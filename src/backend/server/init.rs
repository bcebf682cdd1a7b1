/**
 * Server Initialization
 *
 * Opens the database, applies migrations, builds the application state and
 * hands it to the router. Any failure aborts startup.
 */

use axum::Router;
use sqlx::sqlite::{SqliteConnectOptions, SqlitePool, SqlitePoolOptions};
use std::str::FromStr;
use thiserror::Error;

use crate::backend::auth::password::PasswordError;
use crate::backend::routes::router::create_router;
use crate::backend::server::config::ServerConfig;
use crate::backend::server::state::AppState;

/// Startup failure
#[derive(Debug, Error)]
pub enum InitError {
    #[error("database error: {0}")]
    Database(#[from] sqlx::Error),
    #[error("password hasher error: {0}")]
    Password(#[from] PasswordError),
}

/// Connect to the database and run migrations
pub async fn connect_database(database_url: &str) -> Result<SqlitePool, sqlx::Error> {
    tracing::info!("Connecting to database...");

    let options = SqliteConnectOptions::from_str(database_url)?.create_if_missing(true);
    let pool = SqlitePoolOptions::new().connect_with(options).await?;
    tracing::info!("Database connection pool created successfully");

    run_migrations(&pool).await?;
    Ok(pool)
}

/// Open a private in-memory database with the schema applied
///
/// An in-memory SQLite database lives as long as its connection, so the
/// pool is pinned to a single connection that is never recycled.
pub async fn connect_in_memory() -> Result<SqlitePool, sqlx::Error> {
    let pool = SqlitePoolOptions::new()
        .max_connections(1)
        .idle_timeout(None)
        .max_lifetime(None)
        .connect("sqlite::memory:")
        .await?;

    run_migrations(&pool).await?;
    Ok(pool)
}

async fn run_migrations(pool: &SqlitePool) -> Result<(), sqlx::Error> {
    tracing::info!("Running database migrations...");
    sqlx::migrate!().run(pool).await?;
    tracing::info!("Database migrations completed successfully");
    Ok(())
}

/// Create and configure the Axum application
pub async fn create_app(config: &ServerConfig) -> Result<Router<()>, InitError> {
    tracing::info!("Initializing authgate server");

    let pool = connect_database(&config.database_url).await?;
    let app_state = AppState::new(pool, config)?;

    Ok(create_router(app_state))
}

*-*-*

§ Task instructions: Write out the records shown above, exactly as they appear.

§ Solution to this problem:
filename src/backend/server/init.rs
repository bcebf682cdd1a7b1
/**
 * Server Initialization
 *
 * Opens the database, applies migrations, builds the application state and
 * hands it to the router. Any failure aborts startup.
 */

use axum::Router;
use sqlx::sqlite::{SqliteConnectOptions, SqlitePool, SqlitePoolOptions};
use std::str::FromStr;
use thiserror::Error;

use crate::backend::auth::password::PasswordError;
use crate::backend::routes::router::create_router;
use crate::backend::server::config::ServerConfig;
use crate::backend::server::state::AppState;

/// Startup failure
#[derive(Debug, Error)]
pub enum InitError {
    #[error("database error: {0}")]
    Database(#[from] sqlx::Error),
    #[error("password hasher error: {0}")]
    Password(#[from] PasswordError),
}

/// Connect to the database and run migrations
pub async fn connect_database(database_url: &str) -> Result<SqlitePool, sqlx::Error> {
    tracing::info!("Connecting to database...");

    let options = SqliteConnectOptions::from_str(database_url)?.create_if_missing(true);
    let pool = SqlitePoolOptions::new().connect_with(options).await?;
    tracing::info!("Database connection pool created successfully");

    run_migrations(&pool).await?;
    Ok(pool)
}

/// Open a private in-memory database with the schema applied
///
/// An in-memory SQLite database lives as long as its connection, so the
/// pool is pinned to a single connection that is never recycled.
pub async fn connect_in_memory() -> Result<SqlitePool, sqlx::Error> {
    let pool = SqlitePoolOptions::new()
        .max_connections(1)
        .idle_timeout(None)
        .max_lifetime(None)
        .connect("sqlite::memory:")
        .await?;

    run_migrations(&pool).await?;
    Ok(pool)
}

async fn run_migrations(pool: &SqlitePool) -> Result<(), sqlx::Error> {
    tracing::info!("Running database migrations...");
    sqlx::migrate!().run(pool).await?;
    tracing::info!("Database migrations completed successfully");
    Ok(())
}

/// Create and configure the Axum application
pub async fn create_app(config: &ServerConfig) -> Result<Router<()>, InitError> {
    tracing::info!("Initializing authgate server");

    let pool = connect_database(&config.database_url).await?;
    let app_state = AppState::new(pool, config)?;

    Ok(create_router(app_state))
}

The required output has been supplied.